Data section below:
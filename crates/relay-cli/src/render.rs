use chrono::Local;
use relay_core::auth::AuthUser;
use relay_core::gateway::{Issue, IssueListPage, ManagedUser, WhitelistEntry};
use relay_core::notify::Toast;
use textwrap::wrap;

const MAX_COMMENTS: usize = 5;

pub fn print_toast(toast: &Toast) {
    match &toast.message {
        Some(message) => eprintln!("[{}] {}: {}", toast.kind, toast.title, message),
        None => eprintln!("[{}] {}", toast.kind, toast.title),
    }
}

pub fn render_user(user: &AuthUser) {
    println!("Name      : {}", user.display_name());
    println!("Email     : {}", user.email);
    println!("Role      : {}", user.role);
    if let Some(prefs) = &user.preferences {
        println!("Theme     : {}", prefs.theme);
        println!(
            "Notify    : email {}, discord {}",
            on_off(prefs.email_notifications),
            on_off(prefs.discord_notifications)
        );
    }
}

fn on_off(flag: bool) -> &'static str {
    if flag {
        "on"
    } else {
        "off"
    }
}

pub fn render_issue_list(page: &IssueListPage) {
    if page.issues.is_empty() {
        println!("No issues found.");
        return;
    }
    println!(
        "{:<12} {:<14} {:<10} {:<10} {:<42} {:<16}",
        "Key", "Status", "Type", "Priority", "Summary", "Updated"
    );
    println!("{}", "-".repeat(108));
    for issue in &page.issues {
        println!(
            "{:<12} {:<14} {:<10} {:<10} {:<42} {:<16}",
            issue.key,
            truncate(issue.status.as_deref().unwrap_or("-"), 14),
            issue.issue_type.map(|t| t.as_str()).unwrap_or("-"),
            issue.priority.map(|p| p.as_str()).unwrap_or("-"),
            truncate(&issue.summary, 42),
            local_time(issue),
        );
    }
    println!(
        "Page {} of {} ({} issues)",
        page.page,
        page.total_pages.max(1),
        page.total
    );
}

pub fn render_issue_summary(issue: &Issue) {
    println!(
        "{:<12} {:<14} {}",
        issue.key,
        issue.status.as_deref().unwrap_or("-"),
        truncate(&issue.summary, 60)
    );
}

pub fn render_issue_detail(issue: &Issue) {
    println!("{} — {}", issue.key, issue.summary);
    if let Some(status) = &issue.status {
        println!("Status    : {}", status);
    }
    if let Some(issue_type) = issue.issue_type {
        println!("Type      : {}", issue_type);
    }
    if let Some(priority) = issue.priority {
        println!("Priority  : {}", priority);
    }
    if let Some(reporter) = &issue.reporter {
        println!("Reporter  : {}", reporter.label());
    }
    let assignee = issue
        .assignee
        .as_ref()
        .map(|a| a.label())
        .unwrap_or("Unassigned");
    println!("Assignee  : {}", assignee);
    println!("Created   : {}", issue.created);
    println!("Updated   : {}", local_time(issue));

    if let Some(description) = &issue.description {
        let trimmed = description.trim();
        if !trimmed.is_empty() {
            println!();
            for line in wrap(trimmed, 80) {
                println!("{}", line);
            }
        }
    }

    if !issue.comments.is_empty() {
        println!();
        println!("Comments ({})", issue.comments.len());
        let skip = issue.comments.len().saturating_sub(MAX_COMMENTS);
        for comment in issue.comments.iter().skip(skip) {
            let author = comment
                .author
                .as_ref()
                .map(|a| a.label())
                .unwrap_or("unknown");
            println!("- {} ({})", author, comment.created);
            for line in wrap(comment.body.trim(), 76) {
                println!("  {}", line);
            }
        }
    }
}

pub fn render_whitelist(entries: &[WhitelistEntry]) {
    if entries.is_empty() {
        println!("Whitelist is empty.");
        return;
    }
    println!("{:<6} {:<36} {:<20} {:<30}", "ID", "Email", "Added by", "Notes");
    println!("{}", "-".repeat(95));
    for entry in entries {
        println!(
            "{:<6} {:<36} {:<20} {:<30}",
            entry.id,
            truncate(&entry.email, 36),
            truncate(
                entry
                    .added_by_name
                    .as_deref()
                    .or(entry.added_by.as_deref())
                    .unwrap_or("-"),
                20
            ),
            truncate(entry.notes.as_deref().unwrap_or(""), 30),
        );
    }
}

pub fn render_users(users: &[ManagedUser]) {
    if users.is_empty() {
        println!("No users found.");
        return;
    }
    println!("{:<28} {:<24} {:<36} {:<6}", "ID", "Name", "Email", "Role");
    println!("{}", "-".repeat(97));
    for user in users {
        println!(
            "{:<28} {:<24} {:<36} {:<6}",
            truncate(&user.user_id, 28),
            truncate(user.name.as_deref().unwrap_or("-"), 24),
            truncate(&user.email, 36),
            user.role,
        );
    }
}

fn local_time(issue: &Issue) -> String {
    issue
        .updated_at()
        .map(|ts| ts.with_timezone(&Local).format("%Y-%m-%d %H:%M").to_string())
        .unwrap_or_else(|| issue.updated.clone())
}

fn truncate(value: &str, max_len: usize) -> String {
    let mut chars = value.chars();
    let mut collected = String::new();
    for _ in 0..max_len.saturating_sub(1) {
        match chars.next() {
            Some(ch) => collected.push(ch),
            None => return value.to_owned(),
        }
    }
    if chars.next().is_some() {
        collected.push('…');
        collected
    } else {
        value.to_owned()
    }
}
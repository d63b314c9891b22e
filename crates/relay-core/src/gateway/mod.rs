mod client;
mod types;

pub use client::{Gateway, GatewayError, GatewayResult, QueryParams};
pub use types::{
    BulkStatusResult, CreatedComment, CreatedIssue, HistoryChange, HistoryEntry, Issue,
    IssueComment, IssueListPage, IssueListQuery, IssuePriority, IssueType, IssueUpdate,
    IssueUpdates, IssueUser, ManagedUser, NewIssue, RoleChange, UnknownVariant, UpdatedIssue,
    WhitelistEntry,
};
End of Data section.
Where a line above contains the string "entries", copy that line.

> _Result of the task_:
pub fn render_whitelist(entries: &[WhitelistEntry]) {
    if entries.is_empty() {
    for entry in entries {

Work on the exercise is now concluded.